Aim of the task
The answer must consist of every line from the entries below that contains the word "RotationPolicy".

[Saved data entries]
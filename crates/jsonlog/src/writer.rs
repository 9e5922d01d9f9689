//! Appender descriptions and the file writers behind them

use std::path::PathBuf;
use std::sync::Arc;

use tracing_appender::rolling::{RollingFileAppender, Rotation};
use tracing_subscriber::fmt::writer::BoxMakeWriter;

use crate::config::{Frequency, LOG_EXTENSION, LogConfig, RotationPolicy};
use crate::core::{LogResult, LogResultExt};

/// Guard flushing a non-blocking writer when dropped
pub type WriterGuard = tracing_appender::non_blocking::WorkerGuard;

/// Backend-facing description of one category's output
#[derive(Debug, Clone)]
pub struct Appender {
    /// Category the appender serves
    pub category: String,
    /// Resolved configuration, shared with the category's logger
    pub config: Arc<LogConfig>,
}

impl Appender {
    /// Path of the active log file
    pub fn path(&self) -> PathBuf {
        self.config.file_path()
    }

    /// Backend appender type: `file` unless time rotation is active
    pub fn appender_type(&self) -> &'static str {
        self.config
            .active_rotation()
            .map_or("file", |settings| settings.policy.kind().appender_type())
    }
}

/// Rotation schedule and retention the file appender can honour for `appender`
fn backend_rotation(appender: &Appender) -> (Rotation, Option<usize>) {
    let Some(settings) = appender.config.active_rotation() else {
        return (Rotation::NEVER, None);
    };

    match settings.policy {
        RotationPolicy::Time {
            num_backups,
            pattern,
            ..
        } => {
            let rotation = match pattern.frequency() {
                Frequency::Hourly => Rotation::HOURLY,
                Frequency::Daily => Rotation::DAILY,
                Frequency::Monthly => {
                    tracing::warn!(
                        category = %appender.category,
                        "monthly rotation is not supported by the file appender, rotation disabled"
                    );
                    Rotation::NEVER
                }
            };
            (rotation, Some(num_backups as usize))
        }
        RotationPolicy::Size {
            backups,
            max_log_size,
        } => {
            tracing::warn!(
                category = %appender.category,
                max_log_size = %max_log_size,
                backups,
                "size based rotation is not supported by the file appender, rotation disabled"
            );
            (Rotation::NEVER, None)
        }
    }
}

/// Create the writer for an appender
///
/// With `non_blocking` the returned guard must be kept alive for buffered
/// lines to be flushed.
///
/// # Errors
///
/// Returns [`LogError::Writer`](crate::LogError::Writer) if the file appender
/// cannot be created
pub fn make_writer(
    appender: &Appender,
    non_blocking: bool,
) -> LogResult<(BoxMakeWriter, Option<WriterGuard>)> {
    let (rotation, max_files) = backend_rotation(appender);

    let mut builder = RollingFileAppender::builder()
        .rotation(rotation)
        .filename_prefix(appender.config.file_name.clone())
        .filename_suffix(LOG_EXTENSION);
    if let Some(max_files) = max_files.filter(|n| *n > 0) {
        builder = builder.max_log_files(max_files);
    }

    let file_appender = builder
        .build(&appender.config.directory)
        .for_appender(&appender.category)?;

    tracing::debug!(
        category = %appender.category,
        path = %appender.path().display(),
        appender_type = appender.appender_type(),
        non_blocking,
        "opened log appender"
    );

    if non_blocking {
        let (writer, guard) = tracing_appender::non_blocking(file_appender);
        Ok((BoxMakeWriter::new(writer), Some(guard)))
    } else {
        Ok((BoxMakeWriter::new(file_appender), None))
    }
}

#[cfg(test)]
mod tests {
    use super::*;
    use crate::config::{Options, merge};
    use serde_json::json;
    use std::io::Write;
    use tracing_subscriber::fmt::MakeWriter;

    fn appender(dir: &std::path::Path, overrides: serde_json::Value) -> Appender {
        let mut config = LogConfig {
            directory: dir.to_path_buf(),
            ..LogConfig::default()
        };
        merge(&mut config, &Options::from_value(overrides).unwrap()).unwrap();
        Appender {
            category: "app".to_string(),
            config: Arc::new(config),
        }
    }

    #[test]
    fn test_appender_type() {
        let dir = tempfile::tempdir().unwrap();
        assert_eq!(appender(dir.path(), json!({})).appender_type(), "file");
        assert_eq!(
            appender(dir.path(), json!({"enableRotation": true})).appender_type(),
            "dateFile"
        );
        assert_eq!(
            appender(
                dir.path(),
                json!({"enableRotation": true, "rotationOptions": {"type": "size"}})
            )
            .appender_type(),
            "file"
        );
    }

    #[test]
    fn test_backend_rotation_mapping() {
        let dir = tempfile::tempdir().unwrap();

        let (rotation, max) = backend_rotation(&appender(dir.path(), json!({})));
        assert_eq!(rotation, Rotation::NEVER);
        assert_eq!(max, None);

        let hourly = appender(
            dir.path(),
            json!({"enableRotation": true, "rotationOptions": {"frequency": "hourly", "backupCount": 2}}),
        );
        let (rotation, max) = backend_rotation(&hourly);
        assert_eq!(rotation, Rotation::HOURLY);
        assert_eq!(max, Some(2));

        let monthly = appender(
            dir.path(),
            json!({"enableRotation": true, "rotationOptions": {"frequency": "monthly"}}),
        );
        assert_eq!(backend_rotation(&monthly).0, Rotation::NEVER);
    }

    #[test]
    fn test_blocking_writer_writes_to_log_file() {
        let dir = tempfile::tempdir().unwrap();
        let appender = appender(dir.path(), json!({"fileName": "http"}));

        let (writer, guard) = make_writer(&appender, false).unwrap();
        assert!(guard.is_none());
        writeln!(writer.make_writer(), "{{\"data\":1}}").unwrap();

        let contents = std::fs::read_to_string(dir.path().join("http.log")).unwrap();
        assert_eq!(contents, "{\"data\":1}\n");
    }

    #[test]
    fn test_non_blocking_writer_flushes_on_guard_drop() {
        let dir = tempfile::tempdir().unwrap();
        let appender = appender(dir.path(), json!({}));

        let (writer, guard) = make_writer(&appender, true).unwrap();
        writeln!(writer.make_writer(), "line").unwrap();
        drop(guard);

        let contents = std::fs::read_to_string(dir.path().join("app.log")).unwrap();
        assert_eq!(contents, "line\n");
    }
}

Solution for this task
use crate::config::{Frequency, LOG_EXTENSION, LogConfig, RotationPolicy};
        RotationPolicy::Time {
        RotationPolicy::Size {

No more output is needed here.